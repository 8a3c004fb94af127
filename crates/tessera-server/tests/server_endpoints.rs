use serde_json::Value;
use tessera_auth::Client;
use tessera_server::{AppConfig, ServerBuilder};
use tokio::task::JoinHandle;
use url::Url;

async fn start_server() -> (String, tokio::sync::oneshot::Sender<()>, JoinHandle<()>) {
    // Bind first so the issuer can name the real port
    let listener = tokio::net::TcpListener::bind((std::net::Ipv4Addr::LOCALHOST, 0))
        .await
        .expect("bind");
    let addr = listener.local_addr().unwrap();
    let base = format!("http://{addr}");

    let mut cfg = AppConfig::default();
    cfg.auth.issuer = base.clone();
    cfg.clients.push(
        Client::new("app", "s3cret")
            .with_redirect_url(Url::parse("https://app.example.com/callback").unwrap()),
    );
    let server = ServerBuilder::new()
        .with_config(cfg)
        .build()
        .await
        .expect("build server");

    let (tx, rx) = tokio::sync::oneshot::channel::<()>();
    let handle = tokio::spawn(async move {
        let _ = server
            .serve(listener, async move {
                let _ = rx.await;
            })
            .await;
    });

    (base, tx, handle)
}

#[tokio::test]
async fn server_endpoints_work() {
    let (base, shutdown_tx, handle) = start_server().await;
    let client = reqwest::Client::new();

    // discovery
    let resp = client
        .get(format!("{base}/.well-known/openid-configuration"))
        .send()
        .await
        .unwrap();
    assert!(resp.status().is_success());
    assert_eq!(
        resp.headers()["cache-control"].to_str().unwrap(),
        "public, max-age=86400"
    );
    let body: Value = resp.json().await.unwrap();
    assert_eq!(body["issuer"], base.as_str());
    assert_eq!(body["token_endpoint"], format!("{base}/token"));

    // keys
    let resp = client.get(format!("{base}/keys")).send().await.unwrap();
    assert!(resp.status().is_success());
    assert!(resp.headers().contains_key("expires"));
    let jwks: Value = resp.json().await.unwrap();
    assert_eq!(jwks["keys"].as_array().unwrap().len(), 1);

    // health with no connectors
    let resp = client.get(format!("{base}/health")).send().await.unwrap();
    assert_eq!(resp.status().as_u16(), 200);

    // client credentials against the seeded client
    let resp = client
        .post(format!("{base}/token"))
        .basic_auth("app", Some("s3cret"))
        .form(&[("grant_type", "client_credentials")])
        .send()
        .await
        .unwrap();
    assert_eq!(resp.status().as_u16(), 200);
    assert_eq!(resp.headers()["cache-control"].to_str().unwrap(), "no-store");
    let token: Value = resp.json().await.unwrap();
    assert_eq!(token["token_type"], "bearer");
    assert!(token["id_token"].as_str().unwrap().split('.').count() == 3);

    // wrong secret
    let resp = client
        .post(format!("{base}/token"))
        .basic_auth("app", Some("nope"))
        .form(&[("grant_type", "client_credentials")])
        .send()
        .await
        .unwrap();
    assert_eq!(resp.status().as_u16(), 401);

    // method gating
    let resp = client.post(format!("{base}/keys")).send().await.unwrap();
    assert_eq!(resp.status().as_u16(), 405);
    let resp = client.get(format!("{base}/token")).send().await.unwrap();
    assert_eq!(resp.status().as_u16(), 405);

    // no connectors: the authorization request cannot be routed
    let resp = client
        .get(format!(
            "{base}/auth?response_type=code&client_id=app&scope=openid&connector_id=local"
        ))
        .send()
        .await
        .unwrap();
    assert_eq!(resp.status().as_u16(), 400);

    let _ = shutdown_tx.send(());
    let _ = handle.await;
}

#[tokio::test]
async fn invalid_client_config_fails_build() {
    let mut cfg = AppConfig::default();
    cfg.clients.push(Client::new("", "secret"));
    assert!(ServerBuilder::new().with_config(cfg).build().await.is_err());
}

▶ **Required action**: All of the data should be retyped exactly.

▶ **Completed exercise**:
repository 8a3c004fb94af127
filename crates/tessera-server/tests/server_endpoints.rs
use serde_json::Value;
use tessera_auth::Client;
use tessera_server::{AppConfig, ServerBuilder};
use tokio::task::JoinHandle;
use url::Url;

async fn start_server() -> (String, tokio::sync::oneshot::Sender<()>, JoinHandle<()>) {
    // Bind first so the issuer can name the real port
    let listener = tokio::net::TcpListener::bind((std::net::Ipv4Addr::LOCALHOST, 0))
        .await
        .expect("bind");
    let addr = listener.local_addr().unwrap();
    let base = format!("http://{addr}");

    let mut cfg = AppConfig::default();
    cfg.auth.issuer = base.clone();
    cfg.clients.push(
        Client::new("app", "s3cret")
            .with_redirect_url(Url::parse("https://app.example.com/callback").unwrap()),
    );
    let server = ServerBuilder::new()
        .with_config(cfg)
        .build()
        .await
        .expect("build server");

    let (tx, rx) = tokio::sync::oneshot::channel::<()>();
    let handle = tokio::spawn(async move {
        let _ = server
            .serve(listener, async move {
                let _ = rx.await;
            })
            .await;
    });

    (base, tx, handle)
}

#[tokio::test]
async fn server_endpoints_work() {
    let (base, shutdown_tx, handle) = start_server().await;
    let client = reqwest::Client::new();

    // discovery
    let resp = client
        .get(format!("{base}/.well-known/openid-configuration"))
        .send()
        .await
        .unwrap();
    assert!(resp.status().is_success());
    assert_eq!(
        resp.headers()["cache-control"].to_str().unwrap(),
        "public, max-age=86400"
    );
    let body: Value = resp.json().await.unwrap();
    assert_eq!(body["issuer"], base.as_str());
    assert_eq!(body["token_endpoint"], format!("{base}/token"));

    // keys
    let resp = client.get(format!("{base}/keys")).send().await.unwrap();
    assert!(resp.status().is_success());
    assert!(resp.headers().contains_key("expires"));
    let jwks: Value = resp.json().await.unwrap();
    assert_eq!(jwks["keys"].as_array().unwrap().len(), 1);

    // health with no connectors
    let resp = client.get(format!("{base}/health")).send().await.unwrap();
    assert_eq!(resp.status().as_u16(), 200);

    // client credentials against the seeded client
    let resp = client
        .post(format!("{base}/token"))
        .basic_auth("app", Some("s3cret"))
        .form(&[("grant_type", "client_credentials")])
        .send()
        .await
        .unwrap();
    assert_eq!(resp.status().as_u16(), 200);
    assert_eq!(resp.headers()["cache-control"].to_str().unwrap(), "no-store");
    let token: Value = resp.json().await.unwrap();
    assert_eq!(token["token_type"], "bearer");
    assert!(token["id_token"].as_str().unwrap().split('.').count() == 3);

    // wrong secret
    let resp = client
        .post(format!("{base}/token"))
        .basic_auth("app", Some("nope"))
        .form(&[("grant_type", "client_credentials")])
        .send()
        .await
        .unwrap();
    assert_eq!(resp.status().as_u16(), 401);

    // method gating
    let resp = client.post(format!("{base}/keys")).send().await.unwrap();
    assert_eq!(resp.status().as_u16(), 405);
    let resp = client.get(format!("{base}/token")).send().await.unwrap();
    assert_eq!(resp.status().as_u16(), 405);

    // no connectors: the authorization request cannot be routed
    let resp = client
        .get(format!(
            "{base}/auth?response_type=code&client_id=app&scope=openid&connector_id=local"
        ))
        .send()
        .await
        .unwrap();
    assert_eq!(resp.status().as_u16(), 400);

    let _ = shutdown_tx.send(());
    let _ = handle.await;
}

#[tokio::test]
async fn invalid_client_config_fails_build() {
    let mut cfg = AppConfig::default();
    cfg.clients.push(Client::new("", "secret"));
    assert!(ServerBuilder::new().with_config(cfg).build().await.is_err());
}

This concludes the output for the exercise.